The Beaux Arts Trio recorded the entire standard piano trio repertoire. In 2005, the trio celebrated its 50th anniversary with two special CD issues, one featuring their most popular releases through their long years of recording (released by Philips Records), and the other an anniversary collection of new music (released by Warner Records).

Throughout its existence, the trio was held together by founding pianist Menahem Pressler.

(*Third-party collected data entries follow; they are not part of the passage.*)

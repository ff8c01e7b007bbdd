//! NumPy `.npz` archives of derived products.
//!
//! Instants are written as seconds since the mission epoch, durations in
//! seconds, energies in keV and areas in cm².
use std::fs::File;
use std::path::Path;

use hifitime::Epoch;
use ndarray::{arr0, Array1};
use ndarray_npy::NpzWriter;
use uom::si::area::square_centimeter;
use uom::si::energy::kiloelectronvolt;
use uom::si::time::second;

use crate::errors::{Error, Result};
use crate::gbm_tools::ctime::HistogramSeries;
use crate::gbm_tools::spectrogram::Spectrogram;
use crate::gbm_tools::srm::ResponseGeometry;
use crate::time::epoch_to_met;

fn met_array(instants: &[Epoch]) -> Array1<f64> {
    instants.iter().map(|t| epoch_to_met(*t)).collect()
}

fn npz_writer<P: AsRef<Path>>(path: P) -> Result<NpzWriter<File>> {
    Ok(NpzWriter::new(File::create(path)?))
}

macro_rules! add_arrays {
    ($npz:expr, $($name:literal => $array:expr),+ $(,)?) => {
        $(
            $npz
                .add_array($name, $array)
                .map_err(|e| Error::Export(format!("{}: {}", $name, e)))?;
        )+
    };
}

/// Arrays `counts`, `dt`, `time_bins` and `energy_bins`.
pub fn write_series_npz<P: AsRef<Path>>(series: &HistogramSeries, path: P) -> Result<()> {
    let mut npz = npz_writer(path)?;
    add_arrays!(npz,
        "counts" => series.counts(),
        "dt" => &series.dt().mapv(|d| d.get::<second>()),
        "time_bins" => &met_array(series.time_bins()),
        "energy_bins" => &series.energy_bins().mapv(|e| e.get::<kiloelectronvolt>()),
    );
    npz.finish().map_err(|e| Error::Export(e.to_string()))?;
    Ok(())
}

/// Arrays `spectrogram` and `time_bins`.
pub fn write_spectrogram_npz<P: AsRef<Path>>(spectrogram: &Spectrogram, path: P) -> Result<()> {
    let mut npz = npz_writer(path)?;
    add_arrays!(npz,
        "spectrogram" => &spectrogram.counts,
        "time_bins" => &met_array(&spectrogram.time_bins),
    );
    npz.finish().map_err(|e| Error::Export(e.to_string()))?;
    Ok(())
}

pub fn write_response_npz<P: AsRef<Path>>(response: &ResponseGeometry, path: P) -> Result<()> {
    let mut npz = npz_writer(path)?;
    add_arrays!(npz,
        "srm" => &response.srm,
        "photon_channel_bins" => &response.photon_channel_bins,
        "photon_channel_mids" => &response.photon_channel_mids,
        "photon_channel_binning" => &response.photon_channel_binning,
        "count_channel_bins" => &response.count_channel_bins,
        "count_channel_mids" => &response.count_channel_mids,
        "count_channel_binning" => &response.count_channel_binning,
        "area" => &arr0(response.area.get::<square_centimeter>()),
    );
    npz.finish().map_err(|e| Error::Export(e.to_string()))?;
    Ok(())
}
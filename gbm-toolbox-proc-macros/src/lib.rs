extern crate proc_macro;
use proc_macro::TokenStream;
use quote::quote;
use syn::parse::{Parse, ParseStream, Result};
use syn::{bracketed, parse_macro_input, token, Expr, Ident, Token};

struct FitsKeyRead {
    header: Ident,
    variant: Ident,
    key: Expr,
}

impl Parse for FitsKeyRead {
    fn parse(input: ParseStream) -> Result<Self> {
        let content;
        let header: Ident = input.parse()?;
        let _paren: token::Bracket = bracketed!(content in input);
        let key: Expr = content.parse()?;
        input.parse::<Token![as]>()?;
        let variant: Ident = input.parse()?;

        Ok(FitsKeyRead {
            header,
            variant,
            key,
        })
    }
}

// example use
// read_fits_key!(header["NAXIS2"] as Integer);
//
// Expands to a lookup on a `Header` that returns early with `Error::Format`
// when the keyword is absent and `Error::WrongEnumVariant` when the value
// is of a different kind. `HeaderValue` and `Error` must be in scope.
#[proc_macro]
pub fn read_fits_key(input: TokenStream) -> TokenStream {
    let FitsKeyRead {
        header,
        variant,
        key,
    } = parse_macro_input!(input as FitsKeyRead);

    let output = quote! {
        {
            let fits_key = #key;
            match #header
                .get(&fits_key)
                .ok_or_else(|| Error::Format(format!("header is missing {}", fits_key)))?
            {
                HeaderValue::#variant(x) => x.clone(),
                _ => return Err(Error::WrongEnumVariant),
            }
        }
    };
    TokenStream::from(output)
}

The original members of the trio when it was founded in 1955 were as follows:

Piano: Menahem Pressler
Violin: Daniel Guilet
Cello: Bernard Greenhouse

The violin and cello members changed on a number of occasions, with later members including the following:

 Violin: Isidore Cohen (1968–1992; formerly second violinist of the Juilliard String Quartet), Ida Kavafian (1992–1998), Yung Uck Kim (1998–2002), Daniel Hope (2002–2008)
 Cello: Peter Wiley (1987–1998; he then moved to Guarneri Quartet), Antonio Meneses (1998–2008)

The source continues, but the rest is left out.